I don't know why he's saying things like that. He's been telling me that since the end of Final Jam last night. Now, we are currently hugging and saying good-bye. Camp Rock is over. And it sucks, because I'm going to miss all of my friends, but most of all I'm going to miss Shane. He must have realized my mind was drifting off to other thoughts because the next words out of his mouth are,
"What's wrong Mitch?"
"Nothing…" I reply. What am I supposed to tell him? That I'm freaking out because I know that there is a really good chance that this will be the last time I talk to him face to face. Unfortunately, he doesn't buy it.
"That's a lie. I know you Mitch. We've spent all summer getting to know each other. I know something is wrong." Clearly he doesn't remember the lies I've told him. We discussed everything last night and came to an understanding. He forgave me and we agreed to forget it ever happened. I guess I might as well tell him. I mean, it's not like I'll ever see him again so who cares if I embarrass myself.
"Well…" I begin, "I'm just bummed that we spent all this time together and now it's over. I really like you Shane. But you're a Pop Star and I'm a nobody who has one friend. One, Shane. You have girls falling at your feet constantly and get to go on tours and travel all over the world. You're not going to have time to keep up a relationship with somebody who doesn't matter."
"What? Mitchie do you hear the nonsense coming out of your mouth? I guess I'm not as good when it comes to girls as I thought. I though I made it pretty clear that I like you Mitchie. A lot. And I don't care if I have to call you a million times a day if that's what it takes, but I have no intention of letting you go when I've just found you." He says with so much passion that I almost believe him.
"Really?" I ask. I can't figure out if I dreamt that or not.
"No, not really. I just decided to pretend. Of course, Mitchie. You are the most amazing girl I've ever met and I want to get to know you better." With that he leans down to kiss me. I know he's going to kiss me. And inside I'm freaking out because this totally amazing guy who I really like – who also happens to be Shane Grey of Connect 3- is about to kiss me. And just as our lips are about to meet my mom calls out my name, and his lips are no longer near mine.
"Mitchie, honey, we need to leave now if we're going to get home before dark. Let's go. Hurry up and say your good-byes." Sometimes, I wonder if my mom is blind. Honestly, can a person have worse timing?
"Well, I guess this is it…" I start off. I'm nervous. Will he actually call me?
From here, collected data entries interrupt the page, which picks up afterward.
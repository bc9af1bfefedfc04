//! Hunt target overlay
//!
//! When the map window is opened from a hunt bill, its title carries the
//! target's name in parentheses. The overlay looks that name up in the mob
//! location dataset for the shown territory and marks every known spawn
//! point.

mod dataset;

use std::sync::Arc;

use mapmark_types::RuleConfiguration;

pub use dataset::{
    DATASET_DIR, DATASET_FILE_NAME, MAX_DATASET_VERSION, MIN_DATASET_VERSION, MobEntry,
    MobLocationDataset, TerritoryMobs, default_data_dir, load_dataset, locate_dataset,
};

use crate::error::EngineError;
use crate::overlay::{MarkerSelector, RawMarker, RefreshContext, Selection};
use crate::title::extract_sub_area;

/// Whether a dataset entry is the mob named by `label`.
///
/// A non-empty localized name matches when it contains the label, ignoring
/// case (this covers exact equality too). Localized names often carry
/// qualifiers the title leaves out. Without a localized name, the entry's
/// fallback name must equal the label, ignoring case.
pub fn mob_matches(label: &str, localized: Option<&str>, fallback: &str) -> bool {
    let label = label.to_lowercase();
    match localized.filter(|name| !name.is_empty()) {
        Some(name) => name.to_lowercase().contains(&label),
        None => !fallback.is_empty() && fallback.to_lowercase() == label,
    }
}

#[derive(Debug, Clone, Default)]
pub struct HuntSelector {
    dataset: Option<Arc<MobLocationDataset>>,
}

impl HuntSelector {
    /// `None` when the dataset failed to load; the overlay then never emits.
    pub fn new(dataset: Option<Arc<MobLocationDataset>>) -> Self {
        Self { dataset }
    }
}

impl MarkerSelector for HuntSelector {
    fn name(&self) -> &'static str {
        "mob_hunt"
    }

    fn is_enabled(&self, config: &RuleConfiguration) -> bool {
        config.mob_hunt.enabled
    }

    fn select(
        &self,
        ctx: &RefreshContext<'_>,
        config: &RuleConfiguration,
    ) -> Result<Selection, EngineError> {
        let dataset = self
            .dataset
            .as_deref()
            .ok_or(EngineError::DatasetUnavailable)?;
        let territory_id = ctx
            .territory_id
            .ok_or(EngineError::MissingContext("territory"))?;

        let Some(territory) = dataset.territory(territory_id) else {
            return Ok(Selection::Unchanged);
        };

        let label = match extract_sub_area(ctx.title) {
            Some(label) if !label.is_empty() => label,
            _ => return Ok(Selection::Unchanged),
        };

        let icon = config.mob_hunt.marker_icon_id;
        let markers: Vec<RawMarker> = territory
            .mobs
            .iter()
            .filter(|mob| mob_matches(label, ctx.game.bnpc_name(mob.bnpc_name_id), &mob.mob_name))
            .flat_map(|mob| mob.locations.iter().map(move |&p| RawMarker::map(p, icon)))
            .collect();

        tracing::trace!(label, territory_id, count = markers.len(), "Hunt markers selected");
        Ok(Selection::Replace(markers))
    }
}

#[cfg(test)]
mod tests {
    use super::*;
    use crate::coords::{MapMetadata, MapPoint};
    use crate::game::{GameSnapshot, SnapshotData};

    const TERRITORY: u16 = 140;

    fn dataset() -> Arc<MobLocationDataset> {
        let mobs = vec![
            MobEntry {
                bnpc_name_id: 1,
                mob_name: "Forename".to_string(),
                locations: vec![MapPoint::new(10.0, 20.0)],
            },
            MobEntry {
                bnpc_name_id: 2,
                mob_name: "Sabotender".to_string(),
                locations: vec![MapPoint::new(5.0, 5.0), MapPoint::new(6.0, 6.0)],
            },
            MobEntry {
                bnpc_name_id: 3,
                mob_name: "Sabotender Emperatriz".to_string(),
                locations: vec![MapPoint::new(30.0, 30.0)],
            },
        ];
        let territories = vec![TerritoryMobs {
            territory_id: TERRITORY,
            mobs,
        }];
        Arc::new(MobLocationDataset::new(1, territories).unwrap())
    }

    fn game(title: &str) -> SnapshotData {
        let mut game = SnapshotData {
            territory_id: Some(TERRITORY),
            map_id: Some(20),
            map_title: Some(title.to_string()),
            ..Default::default()
        };
        game.bnpc_names.insert(1, "Forename the Bold".to_string());
        game
    }

    fn select_with(game: &SnapshotData, territory_id: Option<u16>) -> Result<Selection, EngineError> {
        let ctx = RefreshContext {
            game,
            map_id: 20,
            territory_id,
            map: MapMetadata::default(),
            title: game.map_title().unwrap_or_default(),
        };
        HuntSelector::new(Some(dataset())).select(&ctx, &RuleConfiguration::default())
    }

    fn select(game: &SnapshotData) -> Result<Selection, EngineError> {
        select_with(game, Some(TERRITORY))
    }

    #[test]
    fn test_substring_of_localized_name_matches() {
        let selection = select(&game("Western Thanalan (Forename)")).unwrap();
        assert_eq!(
            selection,
            Selection::Replace(vec![RawMarker::map(
                MapPoint::new(10.0, 20.0),
                mapmark_types::DEFAULT_HUNT_ICON
            )])
        );
    }

    #[test]
    fn test_unrelated_label_yields_no_markers() {
        assert_eq!(
            select(&game("Western Thanalan (Unrelated)")).unwrap(),
            Selection::Replace(vec![])
        );
    }

    #[test]
    fn test_fallback_name_requires_exact_match() {
        // Ids 2 and 3 have no localized name
        let Selection::Replace(markers) = select(&game("Zone (sabotender)")).unwrap() else {
            panic!("expected replacement");
        };
        assert_eq!(markers.len(), 2);

        let Selection::Replace(markers) = select(&game("Zone (Sabotender Emperatriz)")).unwrap()
        else {
            panic!("expected replacement");
        };
        assert_eq!(markers, vec![RawMarker::map(MapPoint::new(30.0, 30.0), 60434)]);
    }

    #[test]
    fn test_localized_name_shadows_fallback() {
        // Fallback "Forename" would match exactly, but the localized name wins
        let mut game = game("Zone (Forename)");
        game.bnpc_names.insert(1, "Someone Else".to_string());
        assert_eq!(select(&game).unwrap(), Selection::Replace(vec![]));
    }

    #[test]
    fn test_empty_localized_name_uses_fallback() {
        let mut game = game("Zone (forename)");
        game.bnpc_names.insert(1, String::new());
        let Selection::Replace(markers) = select(&game).unwrap() else {
            panic!("expected replacement");
        };
        assert_eq!(markers.len(), 1);
    }

    #[test]
    fn test_full_width_label() {
        let mut game = game("西ザナラーン（フォアネーム）");
        game.bnpc_names.insert(1, "フォアネーム・ザ・ボールド".to_string());
        let Selection::Replace(markers) = select(&game).unwrap() else {
            panic!("expected replacement");
        };
        assert_eq!(markers.len(), 1);
    }

    #[test]
    fn test_no_label_or_unknown_territory_is_unchanged() {
        assert_eq!(select(&game("Western Thanalan")).unwrap(), Selection::Unchanged);
        assert_eq!(select(&game("Western Thanalan ( )")).unwrap(), Selection::Unchanged);
        assert_eq!(
            select_with(&game("Zone (Forename)"), Some(999)).unwrap(),
            Selection::Unchanged
        );
    }

    #[test]
    fn test_missing_territory_or_dataset() {
        assert_eq!(
            select_with(&game("Zone (Forename)"), None),
            Err(EngineError::MissingContext("territory"))
        );

        let game = game("Zone (Forename)");
        let ctx = RefreshContext {
            game: &game,
            map_id: 20,
            territory_id: Some(TERRITORY),
            map: MapMetadata::default(),
            title: "Zone (Forename)",
        };
        assert_eq!(
            HuntSelector::new(None).select(&ctx, &RuleConfiguration::default()),
            Err(EngineError::DatasetUnavailable)
        );
    }

    #[test]
    fn test_mob_matches_rules() {
        assert!(mob_matches("Forename", Some("Forename the Bold"), ""));
        assert!(mob_matches("FORENAME THE BOLD", Some("Forename the Bold"), ""));
        assert!(!mob_matches("Forename the Bold", Some("Forename"), ""));
        assert!(mob_matches("forename", None, "Forename"));
        assert!(!mob_matches("Fore", None, "Forename"));
        assert!(!mob_matches("anything", None, ""));
    }
}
"Can I have your number?" He asks. It takes me a moment to comprehend what he's saying before I mumble out a "Sure". So I lamely enter my number into his cell phone, but before he has time to put his into mine, my mom yells out once again and I have to go. He promises to call me and I give him a quick hug before jumping into my mom's catering van. I wave out the window until I can no longer see Shane or Camp Rock, and then I lean back in my seat. I sigh as I look out the window and wonder what will happen between me and Shane. One thing is for sure, I know he was serious about calling me and I feel relieved that our relationship won't end along with our summer here at camp.
10 years later….
As usual, the first thing I did when I got up this morning was turn on Hot Tunes. Why do I always do that? Maybe it's out of habit or maybe it's because I'm interested in what distorted rumor they're spreading about my friends now. Of course the first story was on how the wedding plans were going for Nate and Caitlyn. Yes, you heard right. They're getting married soon. I'm so happy for them and Caitlyn and I are as close as ever, and Nate and I have gotten pretty close, too. He's like the big brother I never had. Apparently, Him and Caitlyn have decided to get married in Chicago, since that's where they were on vacation last week, although I know for a fact they're getting married in Caitlyn's home town in New Jersey. The press always comes up with stupid conclusions, and none have been correct so far. After sitting around for a while, I figure I should go get dressed. I need to be at work in 45 minutes, and it's a 15 minute drive. I teach music at the local high school. It a rewarding job, and I get to use my music skills which is an added bonus. I never thought I would like teaching as much as I do, but after doing it for 3 years, I can't imagine my life any other way.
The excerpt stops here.